Record set Start Marker

//! End-to-end scenarios over the full stack: mock Horizon feeds the listener
//! and the reconciliation sweep, the conductor's consumers drive the
//! transaction workflow and the flow orchestrator, and every side effect
//! travels through the durable outbox into httpmock webhook endpoints, the
//! local queue, and the recording wallet/payment mocks.

mod common;

use rust_decimal_macros::dec;

use puente::deposit::mock::stellar_deposit;
use puente::flow::store as flow_store;
use puente::flow::{FlowStatus, InboundSignal};
use puente::model::{PaymentMethod, TransactionStatus};
use puente::queue::{
    QUEUE_DEPOSITS, QUEUE_FLOW_SIGNALS, QUEUE_PAYMENT_SENT, QUEUE_PROVIDER_UPDATES,
    count_unprocessed, enqueue_message,
};
use puente::transaction::ProviderStatusUpdate;

use common::{
    Scenario, USDC_ISSUER, async_bank_provider, sync_qr_provider, wait_until,
};

#[tokio::test]
async fn deposit_observed_by_stream_and_sweep_pays_out_once() {
    let scenario = Scenario::start(sync_qr_provider()).await;
    let tx = scenario.insert_quote(PaymentMethod::QrInstant, dec!(100)).await;
    scenario
        .horizon
        .add(stellar_deposit(&tx, "hash-1", 1_000, dec!(100), USDC_ISSUER));

    // The same payment is observed by the live stream, a reconciliation
    // sweep, and a replayed sweep.
    scenario.listener.poll_once().await.unwrap();
    scenario.reconciliation.sweep_once().await.unwrap();
    scenario.reconciliation.sweep_once().await.unwrap();

    assert_eq!(
        count_unprocessed(&scenario.pool, QUEUE_DEPOSITS).await.unwrap(),
        1
    );

    let conductor = scenario.spawn_conductor();
    wait_until(|| async {
        scenario.status_of(tx.id).await == TransactionStatus::PaymentCompleted
    })
    .await;

    assert_eq!(scenario.payment.dispatched().len(), 1);
    assert_eq!(
        count_unprocessed(&scenario.pool, QUEUE_PAYMENT_SENT)
            .await
            .unwrap(),
        1
    );
    assert!(scenario.wallet.transfers().is_empty());

    // Every recorded side effect was delivered.
    wait_until(|| async { scenario.outbox.backlog().await.unwrap().pending == 0 }).await;

    conductor.abort_all();
}

#[tokio::test]
async fn short_deposit_becomes_wrong_amount_with_one_refund() {
    let scenario = Scenario::start(sync_qr_provider()).await;
    let tx = scenario.insert_quote(PaymentMethod::QrInstant, dec!(80)).await;
    scenario
        .horizon
        .add(stellar_deposit(&tx, "hash-1", 1_000, dec!(50), USDC_ISSUER));

    scenario.listener.poll_once().await.unwrap();

    let conductor = scenario.spawn_conductor();
    wait_until(|| async {
        scenario.status_of(tx.id).await == TransactionStatus::WrongAmount
    })
    .await;
    wait_until(|| async {
        puente::transaction::find(&scenario.pool, tx.id)
            .await
            .unwrap()
            .unwrap()
            .refund_on_chain_id
            .is_some()
    })
    .await;

    let transfers = scenario.wallet.transfers();
    assert_eq!(transfers.len(), 1);
    assert_eq!(transfers[0].amount, dec!(50));
    assert_eq!(transfers[0].address, "GSENDER");
    assert!(scenario.payment.dispatched().is_empty());

    conductor.abort_all();
}

#[tokio::test]
async fn failed_sync_payout_refunds_the_depositor() {
    let mut provider = sync_qr_provider();
    provider.succeed = false;
    let scenario = Scenario::start(provider).await;
    let tx = scenario.insert_quote(PaymentMethod::QrInstant, dec!(100)).await;
    scenario
        .horizon
        .add(stellar_deposit(&tx, "hash-1", 1_000, dec!(100), USDC_ISSUER));

    scenario.listener.poll_once().await.unwrap();

    let conductor = scenario.spawn_conductor();
    wait_until(|| async {
        scenario.status_of(tx.id).await == TransactionStatus::PaymentFailed
    })
    .await;
    wait_until(|| async {
        puente::transaction::find(&scenario.pool, tx.id)
            .await
            .unwrap()
            .unwrap()
            .refund_on_chain_id
            .is_some()
    })
    .await;

    assert_eq!(scenario.wallet.transfers().len(), 1);
    assert!(
        count_unprocessed(&scenario.pool, QUEUE_PAYMENT_SENT)
            .await
            .unwrap()
            == 0
    );

    conductor.abort_all();
}

#[tokio::test]
async fn async_payout_settles_through_the_provider_callback() {
    let scenario = Scenario::start(async_bank_provider()).await;
    let tx = scenario.insert_quote(PaymentMethod::BankRail, dec!(100)).await;
    scenario
        .horizon
        .add(stellar_deposit(&tx, "hash-1", 1_000, dec!(100), USDC_ISSUER));

    scenario.listener.poll_once().await.unwrap();

    let conductor = scenario.spawn_conductor();
    wait_until(|| async {
        let loaded = puente::transaction::find(&scenario.pool, tx.id)
            .await
            .unwrap()
            .unwrap();
        loaded.status == TransactionStatus::ProcessingPayment
            && loaded.external_id.as_deref() == Some("bt-1001")
    })
    .await;
    assert_eq!(scenario.payment.dispatched().len(), 1);

    enqueue_message(
        &scenario.pool,
        QUEUE_PROVIDER_UPDATES,
        None,
        &ProviderStatusUpdate {
            external_id: "bt-1001".to_string(),
            raw_status: "settled".to_string(),
        },
    )
    .await
    .unwrap();

    wait_until(|| async {
        scenario.status_of(tx.id).await == TransactionStatus::PaymentCompleted
    })
    .await;

    assert_eq!(
        count_unprocessed(&scenario.pool, QUEUE_PAYMENT_SENT)
            .await
            .unwrap(),
        1
    );
    assert!(scenario.wallet.transfers().is_empty());

    conductor.abort_all();
}

#[tokio::test]
async fn flow_corridor_suspends_until_the_exchange_balance_signal() {
    let scenario = Scenario::start(sync_qr_provider()).await;
    scenario.seed_standard_flow().await;
    let tx = scenario.insert_quote(PaymentMethod::QrInstant, dec!(100)).await;
    scenario
        .horizon
        .add(stellar_deposit(&tx, "hash-1", 1_000, dec!(100), USDC_ISSUER));

    scenario.listener.poll_once().await.unwrap();

    let conductor = scenario.spawn_conductor();

    // The corridor flow routes the funds to the exchange and suspends.
    wait_until(|| async {
        flow_store::find_instance_by_transaction(&scenario.pool, tx.id)
            .await
            .unwrap()
            .is_some_and(|instance| instance.status == FlowStatus::Waiting)
    })
    .await;

    let treasury_transfers = scenario.wallet.transfers();
    assert_eq!(treasury_transfers.len(), 1);
    assert_eq!(treasury_transfers[0].address, "GEXCHANGE");
    assert!(scenario.payment.dispatched().is_empty());

    enqueue_message(
        &scenario.pool,
        QUEUE_FLOW_SIGNALS,
        None,
        &InboundSignal {
            event_type: "exchange_balance".to_string(),
            correlation: [
                ("transaction_id".to_string(), tx.id.to_string()),
                ("event".to_string(), "exchange_balance".to_string()),
            ]
            .into_iter()
            .collect(),
            payload: serde_json::json!({ "confirmed": true }),
        },
    )
    .await
    .unwrap();

    wait_until(|| async {
        scenario.status_of(tx.id).await == TransactionStatus::PaymentCompleted
    })
    .await;

    let instance = flow_store::find_instance_by_transaction(&scenario.pool, tx.id)
        .await
        .unwrap()
        .unwrap();
    assert_eq!(instance.status, FlowStatus::Completed);
    assert_eq!(scenario.payment.dispatched().len(), 1);

    conductor.abort_all();
}

#[tokio::test]
async fn late_deposit_into_an_expired_quote_is_refunded_never_paid() {
    let scenario = Scenario::start(sync_qr_provider()).await;
    let tx = scenario.insert_quote(PaymentMethod::QrInstant, dec!(100)).await;
    assert!(
        puente::transaction::transition(
            &scenario.pool,
            tx.id,
            TransactionStatus::AwaitingPayment,
            TransactionStatus::PaymentExpired,
        )
        .await
        .unwrap()
    );

    scenario
        .horizon
        .add(stellar_deposit(&tx, "hash-1", 1_000, dec!(100), USDC_ISSUER));
    scenario.listener.poll_once().await.unwrap();

    // The expired quote is no longer payable, so the verifier rejects it
    // and nothing reaches the deposits queue. The recovery refund belongs
    // to the workflow path, exercised by feeding the message directly.
    assert_eq!(
        count_unprocessed(&scenario.pool, QUEUE_DEPOSITS).await.unwrap(),
        0
    );

    enqueue_message(
        &scenario.pool,
        QUEUE_DEPOSITS,
        Some("hash-1"),
        &puente::deposit::ReceivedCryptoTransaction {
            transaction_id: tx.id,
            on_chain_id: "hash-1".to_string(),
            amount: dec!(100),
            address_from: "GSENDER".to_string(),
            blockchain: puente::model::Blockchain::Stellar,
            crypto_currency: puente::model::CryptoCurrency::Usdc,
        },
    )
    .await
    .unwrap();

    let conductor = scenario.spawn_conductor();
    wait_until(|| async {
        puente::transaction::find(&scenario.pool, tx.id)
            .await
            .unwrap()
            .unwrap()
            .refund_on_chain_id
            .is_some()
    })
    .await;

    assert_eq!(scenario.status_of(tx.id).await, TransactionStatus::PaymentExpired);
    assert_eq!(scenario.wallet.transfers().len(), 1);
    assert!(scenario.payment.dispatched().is_empty());

    conductor.abort_all();
}
//! Configurable chain-client mocks for tests and dry runs.

use std::collections::HashMap;
use std::sync::Mutex;

use async_trait::async_trait;

use crate::error::VerifierError;
use crate::model::Transaction;

use super::stellar::{HorizonClient, HorizonPayment, HorizonTransaction};
use super::solana::{SolanaBalanceDelta, SolanaRpcClient, SolanaTransaction};
use super::transaction_id_to_memo;

/// One on-chain Stellar deposit as Horizon would report it: the transaction
/// record plus its payment operation.
#[derive(Debug, Clone)]
pub struct StellarDeposit {
    pub transaction: HorizonTransaction,
    pub payment: HorizonPayment,
}

/// A USDC deposit correctly addressed to the given quoted transaction.
pub fn stellar_deposit(
    tx: &Transaction,
    hash: &str,
    paging_token: i64,
    amount: rust_decimal::Decimal,
    issuer: &str,
) -> StellarDeposit {
    StellarDeposit {
        transaction: HorizonTransaction {
            hash: hash.to_string(),
            successful: true,
            memo: Some(transaction_id_to_memo(tx.id)),
        },
        payment: HorizonPayment {
            paging_token: paging_token.to_string(),
            transaction_hash: hash.to_string(),
            from: "GSENDER".to_string(),
            to: tx.deposit_address.clone(),
            asset_type: "credit_alphanum4".to_string(),
            asset_code: Some("USDC".to_string()),
            asset_issuer: Some(issuer.to_string()),
            amount: amount.to_string(),
            transaction_successful: true,
        },
    }
}

#[derive(Default)]
pub struct MockHorizonClient {
    deposits: Mutex<Vec<StellarDeposit>>,
}

impl MockHorizonClient {
    pub fn add(&self, deposit: StellarDeposit) {
        self.deposits.lock().unwrap().push(deposit);
    }
}

#[async_trait]
impl HorizonClient for MockHorizonClient {
    async fn transaction(&self, hash: &str) -> Result<Option<HorizonTransaction>, VerifierError> {
        Ok(self
            .deposits
            .lock()
            .unwrap()
            .iter()
            .find(|d| d.transaction.hash == hash)
            .map(|d| d.transaction.clone()))
    }

    async fn payments_for_transaction(
        &self,
        hash: &str,
    ) -> Result<Vec<HorizonPayment>, VerifierError> {
        Ok(self
            .deposits
            .lock()
            .unwrap()
            .iter()
            .filter(|d| d.payment.transaction_hash == hash)
            .map(|d| d.payment.clone())
            .collect())
    }

    async fn payments_after(
        &self,
        cursor: i64,
        limit: u32,
    ) -> Result<Vec<HorizonPayment>, VerifierError> {
        let mut payments: Vec<HorizonPayment> = self
            .deposits
            .lock()
            .unwrap()
            .iter()
            .map(|d| d.payment.clone())
            .filter(|p| p.paging_token_value().is_some_and(|token| token > cursor))
            .collect();
        payments.sort_by_key(|p| p.paging_token_value());
        payments.truncate(limit as usize);
        Ok(payments)
    }
}

/// A token deposit of `raw` base units (6 decimals) landing on
/// `credit_account`, sent by `SenderWallet111`.
pub fn solana_usdc_deposit(mint: &str, credit_account: &str, raw: i128) -> SolanaTransaction {
    SolanaTransaction {
        succeeded: true,
        deltas: vec![
            SolanaBalanceDelta {
                token_account: credit_account.to_string(),
                mint: mint.to_string(),
                owner: "CustodyWallet111".to_string(),
                raw_delta: raw,
                decimals: 6,
            },
            SolanaBalanceDelta {
                token_account: "SenderUsdcAta".to_string(),
                mint: mint.to_string(),
                owner: "SenderWallet111".to_string(),
                raw_delta: -raw,
                decimals: 6,
            },
        ],
    }
}

#[derive(Default)]
pub struct MockSolanaRpc {
    transactions: Mutex<HashMap<String, SolanaTransaction>>,
    token_accounts: Mutex<HashMap<(String, String), String>>,
}

impl MockSolanaRpc {
    pub fn add_transaction(&self, signature: &str, transaction: SolanaTransaction) {
        self.transactions
            .lock()
            .unwrap()
            .insert(signature.to_string(), transaction);
    }

    pub fn set_token_account(&self, wallet: &str, mint: &str, account: &str) {
        self.token_accounts
            .lock()
            .unwrap()
            .insert((wallet.to_string(), mint.to_string()), account.to_string());
    }
}

#[async_trait]
impl SolanaRpcClient for MockSolanaRpc {
    async fn transaction(
        &self,
        signature: &str,
    ) -> Result<Option<SolanaTransaction>, VerifierError> {
        Ok(self.transactions.lock().unwrap().get(signature).cloned())
    }

    async fn token_account_for(
        &self,
        wallet: &str,
        mint: &str,
    ) -> Result<Option<String>, VerifierError> {
        Ok(self
            .token_accounts
            .lock()
            .unwrap()
            .get(&(wallet.to_string(), mint.to_string()))
            .cloned())
    }
}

Record set End Marker

» **Work task**
Find every line in the records that uses the string "signature", then copy it.

» **Answer**
    pub fn add_transaction(&self, signature: &str, transaction: SolanaTransaction) {
            .insert(signature.to_string(), transaction);
        signature: &str,
        Ok(self.transactions.lock().unwrap().get(signature).cloned())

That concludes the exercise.